- WORK ITEM -
Print the whole listing exactly.

Start of MATERIAL PROVIDED

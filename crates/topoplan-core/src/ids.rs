//! Instance id allocation.
//!
//! Each engine invocation owns exactly one `IdAllocator`. Suffixes are
//! derived by hashing (seed, counter) with SHA-256, so a fixed seed yields a
//! reproducible id sequence for tests, while `IdAllocator::new()` seeds from
//! the system clock for production use. Every handed-out id goes into a
//! reserved set; incremental re-expansion pre-loads that set with all
//! previous instance ids so fresh ids can never collide with surviving ones.

use sha2::{Digest, Sha256};
use std::collections::HashSet;
use std::time::{SystemTime, UNIX_EPOCH};

/// Length of the generated suffix, in lowercase hex characters.
const SUFFIX_LEN: usize = 5;

/// Generates short unique instance-id suffixes, collision-checked against
/// everything allocated or reserved so far.
#[derive(Debug, Clone)]
pub struct IdAllocator {
    seed: u64,
    counter: u64,
    reserved: HashSet<String>,
}

impl IdAllocator {
    /// Allocator seeded from the system clock.
    pub fn new() -> Self {
        let seed = SystemTime::now()
            .duration_since(UNIX_EPOCH)
            .map(|d| d.as_nanos() as u64)
            .unwrap_or(0);
        Self::seeded(seed)
    }

    /// Allocator with an explicit seed; the id sequence is deterministic.
    pub fn seeded(seed: u64) -> Self {
        Self {
            seed,
            counter: 0,
            reserved: HashSet::new(),
        }
    }

    /// Mark an existing id as taken so it is never handed out again.
    pub fn reserve(&mut self, id: &str) {
        self.reserved.insert(id.to_string());
    }

    /// Reserve every id in the iterator.
    pub fn reserve_all<'a>(&mut self, ids: impl IntoIterator<Item = &'a str>) {
        for id in ids {
            self.reserve(id);
        }
    }

    /// Next unique id of the form `{prefix}_{suffix}`.
    pub fn next_id(&mut self, prefix: &str) -> String {
        loop {
            let suffix = self.derive_suffix();
            let id = format!("{prefix}_{suffix}");
            if self.reserved.insert(id.clone()) {
                return id;
            }
        }
    }

    fn derive_suffix(&mut self) -> String {
        let mut hasher = Sha256::new();
        hasher.update(self.seed.to_le_bytes());
        hasher.update(self.counter.to_le_bytes());
        self.counter += 1;
        let digest = hasher.finalize();
        hex::encode(&digest[..(SUFFIX_LEN + 1) / 2])[..SUFFIX_LEN].to_string()
    }
}

impl Default for IdAllocator {
    fn default() -> Self {
        Self::new()
    }
}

End of MATERIAL PROVIDED

- THE COMPLETED TASK -
filename crates/topoplan-core/src/ids.rs
//! Instance id allocation.
//!
//! Each engine invocation owns exactly one `IdAllocator`. Suffixes are
//! derived by hashing (seed, counter) with SHA-256, so a fixed seed yields a
//! reproducible id sequence for tests, while `IdAllocator::new()` seeds from
//! the system clock for production use. Every handed-out id goes into a
//! reserved set; incremental re-expansion pre-loads that set with all
//! previous instance ids so fresh ids can never collide with surviving ones.

use sha2::{Digest, Sha256};
use std::collections::HashSet;
use std::time::{SystemTime, UNIX_EPOCH};

/// Length of the generated suffix, in lowercase hex characters.
const SUFFIX_LEN: usize = 5;

/// Generates short unique instance-id suffixes, collision-checked against
/// everything allocated or reserved so far.
#[derive(Debug, Clone)]
pub struct IdAllocator {
    seed: u64,
    counter: u64,
    reserved: HashSet<String>,
}

impl IdAllocator {
    /// Allocator seeded from the system clock.
    pub fn new() -> Self {
        let seed = SystemTime::now()
            .duration_since(UNIX_EPOCH)
            .map(|d| d.as_nanos() as u64)
            .unwrap_or(0);
        Self::seeded(seed)
    }

    /// Allocator with an explicit seed; the id sequence is deterministic.
    pub fn seeded(seed: u64) -> Self {
        Self {
            seed,
            counter: 0,
            reserved: HashSet::new(),
        }
    }

    /// Mark an existing id as taken so it is never handed out again.
    pub fn reserve(&mut self, id: &str) {
        self.reserved.insert(id.to_string());
    }

    /// Reserve every id in the iterator.
    pub fn reserve_all<'a>(&mut self, ids: impl IntoIterator<Item = &'a str>) {
        for id in ids {
            self.reserve(id);
        }
    }

    /// Next unique id of the form `{prefix}_{suffix}`.
    pub fn next_id(&mut self, prefix: &str) -> String {
        loop {
            let suffix = self.derive_suffix();
            let id = format!("{prefix}_{suffix}");
            if self.reserved.insert(id.clone()) {
                return id;
            }
        }
    }

    fn derive_suffix(&mut self) -> String {
        let mut hasher = Sha256::new();
        hasher.update(self.seed.to_le_bytes());
        hasher.update(self.counter.to_le_bytes());
        self.counter += 1;
        let digest = hasher.finalize();
        hex::encode(&digest[..(SUFFIX_LEN + 1) / 2])[..SUFFIX_LEN].to_string()
    }
}

impl Default for IdAllocator {
    fn default() -> Self {
        Self::new()
    }
}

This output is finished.